8 Ways Modern Blockbusters Trick You Into Ignoring Plot Holes
7. Hey, It's Sci-Fi!
There is a tendency in modern science fiction cinema to brush off suggestions of plot-holery by merely countering that, well, it's sci-fi, and sci-fi can make as much or as little sense as it pleases. After Earth finds animals rapidly evolving within just a thousand years? Science! Pacific Rim's Dr. Geiszler needs Kaiju DNA to enter the Kaiju portal, but doesn't need one leaving it? Science! People on future-Earth have the right amount of technology and know-how to fly to Elysium, but not enough to build one of those healing devices on their home planet?

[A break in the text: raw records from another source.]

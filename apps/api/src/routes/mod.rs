pub mod health;

use axum::{
    extract::DefaultBodyLimit,
    routing::{get, post},
    Router,
};

use crate::screening::handlers;
use crate::state::AppState;

pub fn build_router(state: AppState) -> Router {
    let body_limit = state.config.max_upload_bytes;

    Router::new()
        .route("/health", get(health::health_handler))
        // Screening API
        .route("/api/v1/screenings", post(handlers::handle_screen))
        .layer(DefaultBodyLimit::max(body_limit))
        .with_state(state)
}

#[cfg(test)]
mod tests {
    use std::sync::Arc;

    use axum::body::{to_bytes, Body};
    use axum::http::{Request, StatusCode};
    use secrecy::SecretString;
    use serde_json::Value;
    use tower::ServiceExt;

    use super::*;
    use crate::config::Config;
    use crate::extraction::tests::{BrokenPdf, FixedPages, PDF_BYTES};
    use crate::extraction::PageTextSource;
    use crate::llm_client::{GenerativeModel, ModelProvider};
    use crate::screening::pipeline::tests::StubModel;

    const BOUNDARY: &str = "autohr-test-boundary";

    struct StubProvider(StubModel);

    impl ModelProvider for StubProvider {
        fn connect(&self, _api_key: SecretString) -> Box<dyn GenerativeModel> {
            Box::new(self.0.clone())
        }
    }

    fn config(default_key: Option<&str>) -> Config {
        Config {
            gemini_api_key: default_key.map(|k| SecretString::new(k.to_string())),
            gemini_api_base: "http://127.0.0.1:9".to_string(),
            max_upload_bytes: 1024 * 1024,
            port: 0,
            rust_log: "info".to_string(),
        }
    }

    fn app(model: StubModel, pdf: Arc<dyn PageTextSource>, default_key: Option<&str>) -> Router {
        build_router(AppState {
            config: config(default_key),
            models: Arc::new(StubProvider(model)),
            pdf,
        })
    }

    fn resume_pages() -> Arc<dyn PageTextSource> {
        Arc::new(FixedPages(vec!["Jane Doe\nRust, Postgres\n".to_string()]))
    }

    fn multipart_body(fields: &[(&str, &str)], resume: Option<&[u8]>) -> Vec<u8> {
        let mut body = Vec::new();
        for (name, value) in fields {
            body.extend_from_slice(
                format!(
                    "--{BOUNDARY}\r\nContent-Disposition: form-data; name=\"{name}\"\r\n\r\n{value}\r\n"
                )
                .as_bytes(),
            );
        }
        if let Some(bytes) = resume {
            body.extend_from_slice(
                format!(
                    "--{BOUNDARY}\r\nContent-Disposition: form-data; name=\"resume\"; filename=\"cv.pdf\"\r\nContent-Type: application/pdf\r\n\r\n"
                )
                .as_bytes(),
            );
            body.extend_from_slice(bytes);
            body.extend_from_slice(b"\r\n");
        }
        body.extend_from_slice(format!("--{BOUNDARY}--\r\n").as_bytes());
        body
    }

    fn screening_request(api_key: Option<&str>, body: Vec<u8>) -> Request<Body> {
        let mut builder = Request::builder()
            .method("POST")
            .uri("/api/v1/screenings")
            .header(
                "content-type",
                format!("multipart/form-data; boundary={BOUNDARY}"),
            );
        if let Some(key) = api_key {
            builder = builder.header(handlers::API_KEY_HEADER, key);
        }
        builder.body(Body::from(body)).unwrap()
    }

    fn full_form() -> Vec<u8> {
        multipart_body(
            &[
                ("job_description", "Backend engineer, Rust required."),
                ("candidate_name", "Jane Doe"),
            ],
            Some(PDF_BYTES),
        )
    }

    async fn json_body(response: axum::response::Response) -> Value {
        let bytes = to_bytes(response.into_body(), usize::MAX).await.unwrap();
        serde_json::from_slice(&bytes).unwrap()
    }

    #[tokio::test]
    async fn test_health() {
        let response = app(StubModel::default(), resume_pages(), None)
            .oneshot(Request::builder().uri("/health").body(Body::empty()).unwrap())
            .await
            .unwrap();

        assert_eq!(response.status(), StatusCode::OK);
        let body = json_body(response).await;
        assert_eq!(body["status"], "ok");
        assert_eq!(body["model"], "gemini-2.5-flash");
    }

    #[tokio::test]
    async fn test_screening_success() {
        let model = StubModel::with_replies(vec![
            Ok("SCORE: 72\nREASONING: strong fit".to_string()),
            Ok("Dear Jane Doe,\nWe'd love to talk.".to_string()),
        ]);

        let response = app(model.clone(), resume_pages(), None)
            .oneshot(screening_request(Some("test-key"), full_form()))
            .await
            .unwrap();

        assert_eq!(response.status(), StatusCode::OK);
        let body = json_body(response).await;
        assert_eq!(body["score"], 72);
        assert_eq!(body["score_source"], "parsed");
        assert_eq!(body["reasoning"], "strong fit");
        assert_eq!(body["evaluation"], "SCORE: 72\nREASONING: strong fit");
        assert_eq!(body["invite_recommended"], true);
        assert_eq!(body["email_draft"], "Dear Jane Doe,\nWe'd love to talk.");
        assert_eq!(model.call_count(), 2);
    }

    #[tokio::test]
    async fn test_missing_credential_rejected_before_work() {
        let model = StubModel::default();

        let response = app(model.clone(), resume_pages(), None)
            .oneshot(screening_request(None, full_form()))
            .await
            .unwrap();

        assert_eq!(response.status(), StatusCode::UNAUTHORIZED);
        let body = json_body(response).await;
        assert_eq!(body["error"]["code"], "CREDENTIAL_ERROR");
        assert_eq!(model.call_count(), 0);
    }

    #[tokio::test]
    async fn test_configured_key_used_when_header_absent() {
        let model = StubModel::with_replies(vec![
            Ok("SCORE: 30\nREASONING: weak".to_string()),
            Ok("Dear Jane Doe, thank you.".to_string()),
        ]);

        let response = app(model.clone(), resume_pages(), Some("server-key"))
            .oneshot(screening_request(None, full_form()))
            .await
            .unwrap();

        assert_eq!(response.status(), StatusCode::OK);
        assert_eq!(model.call_count(), 2);
    }

    #[tokio::test]
    async fn test_missing_fields_is_validation_error() {
        let model = StubModel::default();
        let body = multipart_body(&[("job_description", "Rust engineer")], None);

        let response = app(model.clone(), resume_pages(), None)
            .oneshot(screening_request(Some("test-key"), body))
            .await
            .unwrap();

        assert_eq!(response.status(), StatusCode::BAD_REQUEST);
        let body = json_body(response).await;
        assert_eq!(body["error"]["code"], "VALIDATION_ERROR");
        let message = body["error"]["message"].as_str().unwrap();
        assert!(message.contains("candidate_name"));
        assert!(message.contains("resume"));
        assert_eq!(model.call_count(), 0);
    }

    #[tokio::test]
    async fn test_unreadable_pdf_is_extraction_error() {
        let model = StubModel::default();

        let response = app(model.clone(), Arc::new(BrokenPdf), None)
            .oneshot(screening_request(Some("test-key"), full_form()))
            .await
            .unwrap();

        assert_eq!(response.status(), StatusCode::UNPROCESSABLE_ENTITY);
        let body = json_body(response).await;
        assert_eq!(body["error"]["code"], "EXTRACTION_ERROR");
        assert_eq!(model.call_count(), 0);
    }

    #[tokio::test]
    async fn test_service_failure_reports_stage() {
        let model = StubModel::with_replies(vec![Err(crate::llm_client::LlmError::Api {
            status: 429,
            message: "quota exhausted".to_string(),
        })]);

        let response = app(model.clone(), resume_pages(), None)
            .oneshot(screening_request(Some("test-key"), full_form()))
            .await
            .unwrap();

        assert_eq!(response.status(), StatusCode::BAD_GATEWAY);
        let body = json_body(response).await;
        assert_eq!(body["error"]["code"], "SERVICE_ERROR");
        assert_eq!(body["error"]["stage"], "evaluating");
        assert_eq!(model.call_count(), 1);
    }

    #[tokio::test]
    async fn test_oversized_upload_is_payload_too_large() {
        let model = StubModel::default();
        let mut resume = PDF_BYTES.to_vec();
        resume.resize(2 * 1024 * 1024, b' ');
        let body = multipart_body(
            &[
                ("job_description", "Backend engineer, Rust required."),
                ("candidate_name", "Jane Doe"),
            ],
            Some(&resume),
        );

        let response = app(model.clone(), resume_pages(), None)
            .oneshot(screening_request(Some("test-key"), body))
            .await
            .unwrap();

        assert_eq!(response.status(), StatusCode::PAYLOAD_TOO_LARGE);
        let body = json_body(response).await;
        assert_eq!(body["error"]["code"], "PAYLOAD_TOO_LARGE");
        assert_eq!(model.call_count(), 0);
    }
}
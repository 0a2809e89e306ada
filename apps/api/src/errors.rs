use axum::{
    http::StatusCode,
    response::{IntoResponse, Response},
    Json,
};
use serde_json::json;
use thiserror::Error;

use crate::extraction::ExtractionError;
use crate::llm_client::LlmError;
use crate::screening::pipeline::PipelineState;

#[derive(Debug, Error)]
pub enum CredentialError {
    #[error("no API key supplied")]
    Missing,

    #[error("API key rejected: {0}")]
    Rejected(String),
}

/// Application-level error type.
/// Implements `IntoResponse` so Axum handlers can return `Result<T, AppError>`.
#[derive(Debug, Error)]
pub enum AppError {
    #[error("Validation error: {0}")]
    Validation(String),

    #[error("Payload too large: {0}")]
    PayloadTooLarge(String),

    #[error("Credential error: {0}")]
    Credential(#[from] CredentialError),

    #[error("Extraction error: {0}")]
    Extraction(#[from] ExtractionError),

    #[error("Model service error while {}: {source}", .stage.as_str())]
    Service {
        stage: PipelineState,
        source: LlmError,
    },
}

impl AppError {
    /// Maps a model-call failure at `stage`. A rejected key is a credential
    /// problem, not a service outage.
    pub fn from_llm(stage: PipelineState, err: LlmError) -> Self {
        match err {
            LlmError::InvalidCredential(msg) => AppError::Credential(CredentialError::Rejected(msg)),
            source => AppError::Service { stage, source },
        }
    }
}

impl IntoResponse for AppError {
    fn into_response(self) -> Response {
        let mut stage = None;
        let (status, code, message) = match &self {
            AppError::Validation(msg) => (StatusCode::BAD_REQUEST, "VALIDATION_ERROR", msg.clone()),
            AppError::PayloadTooLarge(msg) => {
                (StatusCode::PAYLOAD_TOO_LARGE, "PAYLOAD_TOO_LARGE", msg.clone())
            }
            AppError::Credential(CredentialError::Missing) => (
                StatusCode::UNAUTHORIZED,
                "CREDENTIAL_ERROR",
                "An API key is required".to_string(),
            ),
            AppError::Credential(CredentialError::Rejected(msg)) => {
                tracing::warn!("API key rejected: {msg}");
                (
                    StatusCode::UNAUTHORIZED,
                    "CREDENTIAL_ERROR",
                    "The API key was rejected by the model service".to_string(),
                )
            }
            AppError::Extraction(e) => {
                (StatusCode::UNPROCESSABLE_ENTITY, "EXTRACTION_ERROR", e.to_string())
            }
            AppError::Service { stage: s, source } => {
                tracing::error!("LLM error while {}: {source}", s.as_str());
                stage = Some(s.as_str());
                (
                    StatusCode::BAD_GATEWAY,
                    "SERVICE_ERROR",
                    "The model service failed to respond".to_string(),
                )
            }
        };

        let mut error = json!({
            "code": code,
            "message": message
        });
        if let Some(stage) = stage {
            error["stage"] = json!(stage);
        }

        (status, Json(json!({ "error": error }))).into_response()
    }
}
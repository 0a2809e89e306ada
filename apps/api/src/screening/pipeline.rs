//! Screening pipeline — runs the three stages strictly in sequence.
//!
//! Flow: extract resume text → evaluate (model call 1) → draft email (model call 2).
//! Each stage starts only after the previous one returns. Any stage error
//! moves the run to `Failed` and aborts; there is no retry and no partial result.

use std::sync::Arc;

use chrono::{DateTime, Utc};
use secrecy::SecretString;
use serde::Serialize;
use tracing::{info, warn};
use uuid::Uuid;

use crate::errors::{AppError, CredentialError};
use crate::extraction::{extract_resume_text_blocking, PageTextSource};
use crate::llm_client::GenerativeModel;
use crate::screening::communicator::draft_email;
use crate::screening::evaluation::{EvaluationResult, ScoreSource};
use crate::screening::evaluator::evaluate_candidate;

// ────────────────────────────────────────────────────────────────────────────
// State machine
// ────────────────────────────────────────────────────────────────────────────

/// Lifecycle of a single screening run.
#[derive(Debug, Clone, Copy, PartialEq, Eq, Serialize)]
#[serde(rename_all = "snake_case")]
pub enum PipelineState {
    Idle,
    Extracting,
    Evaluating,
    Drafting,
    Complete,
    Failed,
}

impl PipelineState {
    /// The state that follows a successful step. Terminal states stay put.
    pub fn advance(self) -> Self {
        match self {
            PipelineState::Idle => PipelineState::Extracting,
            PipelineState::Extracting => PipelineState::Evaluating,
            PipelineState::Evaluating => PipelineState::Drafting,
            PipelineState::Drafting => PipelineState::Complete,
            terminal => terminal,
        }
    }

    pub fn is_terminal(self) -> bool {
        matches!(self, PipelineState::Complete | PipelineState::Failed)
    }

    pub fn as_str(self) -> &'static str {
        match self {
            PipelineState::Idle => "idle",
            PipelineState::Extracting => "extracting",
            PipelineState::Evaluating => "evaluating",
            PipelineState::Drafting => "drafting",
            PipelineState::Complete => "complete",
            PipelineState::Failed => "failed",
        }
    }
}

/// Tracks the state of one run and logs each transition.
struct RunTracker {
    run_id: Uuid,
    state: PipelineState,
}

impl RunTracker {
    fn new(run_id: Uuid) -> Self {
        Self {
            run_id,
            state: PipelineState::Idle,
        }
    }

    fn advance(&mut self) -> PipelineState {
        debug_assert!(!self.state.is_terminal(), "advancing a finished run");
        self.state = self.state.advance();
        info!("Screening {}: {}", self.run_id, self.state.as_str());
        self.state
    }

    /// Marks the run failed and hands the error back for propagation.
    fn fail(&mut self, err: AppError) -> AppError {
        warn!(
            "Screening {} failed while {}: {err}",
            self.run_id,
            self.state.as_str()
        );
        self.state = PipelineState::Failed;
        err
    }
}

// ────────────────────────────────────────────────────────────────────────────
// Request / report
// ────────────────────────────────────────────────────────────────────────────

/// Every input of a screening run, supplied together before the run starts.
#[derive(Debug, Clone)]
pub struct ScreeningRequest {
    pub job_description: String,
    pub candidate_name: String,
    pub resume_pdf: bytes::Bytes,
}

impl ScreeningRequest {
    /// Rejects blank fields before any work begins.
    pub fn validate(&self) -> Result<(), AppError> {
        let mut missing = Vec::new();
        if self.job_description.trim().is_empty() {
            missing.push("job_description");
        }
        if self.candidate_name.trim().is_empty() {
            missing.push("candidate_name");
        }
        if self.resume_pdf.is_empty() {
            missing.push("resume");
        }

        if missing.is_empty() {
            Ok(())
        } else {
            Err(AppError::Validation(format!(
                "Missing required fields: {}",
                missing.join(", ")
            )))
        }
    }
}

/// Output of a completed run.
#[derive(Debug, Clone, Serialize)]
pub struct ScreeningReport {
    pub run_id: Uuid,
    pub score: i64,
    pub score_source: ScoreSource,
    pub reasoning: Option<String>,
    /// Raw Evaluator reply.
    pub evaluation: String,
    pub email_draft: String,
    pub invite_recommended: bool,
    pub completed_at: DateTime<Utc>,
}

/// Returns the credential or `CredentialError::Missing` if it is absent or blank.
pub fn require_credential(api_key: Option<SecretString>) -> Result<SecretString, AppError> {
    use secrecy::ExposeSecret;

    api_key
        .filter(|k| !k.expose_secret().trim().is_empty())
        .ok_or(AppError::Credential(CredentialError::Missing))
}

// ────────────────────────────────────────────────────────────────────────────
// Pipeline
// ────────────────────────────────────────────────────────────────────────────

/// Runs one screening end to end.
///
/// Steps:
/// 1. extract_resume_text_blocking() → ResumeText (no model call on failure)
/// 2. evaluate_candidate() → raw evaluation text
/// 3. EvaluationResult::from_model_output() → score with zero fallback
/// 4. draft_email() with the raw evaluation text → email body
pub async fn run_screening(
    request: &ScreeningRequest,
    source: Arc<dyn PageTextSource>,
    model: &dyn GenerativeModel,
) -> Result<ScreeningReport, AppError> {
    let mut run = RunTracker::new(Uuid::new_v4());

    if let Err(e) = request.validate() {
        return Err(run.fail(e));
    }

    // Step 1: Extract
    run.advance();
    let resume_text =
        match extract_resume_text_blocking(source, request.resume_pdf.clone()).await {
            Ok(text) => text,
            Err(e) => return Err(run.fail(e.into())),
        };
    info!(
        "Extracted {} bytes of resume text for run {}",
        resume_text.len(),
        run.run_id
    );

    // Step 2: Evaluate
    let stage = run.advance();
    let raw_evaluation =
        match evaluate_candidate(model, &request.job_description, resume_text.as_str()).await {
            Ok(text) => text,
            Err(e) => return Err(run.fail(AppError::from_llm(stage, e))),
        };

    // Step 3: Parse score (lossy, never fails)
    let evaluation = EvaluationResult::from_model_output(raw_evaluation);
    info!(
        "Evaluation score {} ({:?}) for run {}",
        evaluation.score, evaluation.score_source, run.run_id
    );

    // Step 4: Draft
    let stage = run.advance();
    let email_draft = match draft_email(model, &evaluation.raw, &request.candidate_name).await {
        Ok(text) => text,
        Err(e) => return Err(run.fail(AppError::from_llm(stage, e))),
    };

    run.advance();

    Ok(ScreeningReport {
        run_id: run.run_id,
        score: evaluation.score,
        score_source: evaluation.score_source,
        invite_recommended: evaluation.invite_recommended(),
        reasoning: evaluation.reasoning,
        evaluation: evaluation.raw,
        email_draft,
        completed_at: Utc::now(),
    })
}
//! Evaluator Stage — asks the model to score a resume against a job description.

use crate::llm_client::{GenerativeModel, LlmError};
use crate::screening::prompts::EVALUATION_PROMPT_TEMPLATE;

/// Builds the evaluation prompt. Both inputs are embedded verbatim.
pub fn build_evaluation_prompt(job_description: &str, resume_text: &str) -> String {
    EVALUATION_PROMPT_TEMPLATE
        .replace("{job_description}", job_description)
        .replace("{resume_text}", resume_text)
}

/// Sends the evaluation prompt and returns the model's reply untouched.
/// Structure is not checked here; see `EvaluationResult::from_model_output`.
pub async fn evaluate_candidate(
    model: &dyn GenerativeModel,
    job_description: &str,
    resume_text: &str,
) -> Result<String, LlmError> {
    let prompt = build_evaluation_prompt(job_description, resume_text);
    model.generate(&prompt).await
}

SCIENCE. Inception is one of the biggest recent offenders when it comes to using the "Hey, it's sci-fi" method there are plot holes aplenty in the way Nolan uses and defies his own 'dream level' logic. And, of course, any movie that uses time travel is always problematic. Take Looper, for example that the younger Joe (Joseph Gordon-Levitt) killing himself makes the older Joe (Bruce Willis) die too is a bit shifty, considering they're technically from different dimensions (if older Joe has already lived as younger Joe, then why should he automatically die when the younger Joe from another timeline dies?). But hey, after all, science fiction doesn't have to make sense - the word "fiction" is in there for a reason, so best not to quibble, even when those films disobey their own internal logic. Just don't worry your pretty little head about it.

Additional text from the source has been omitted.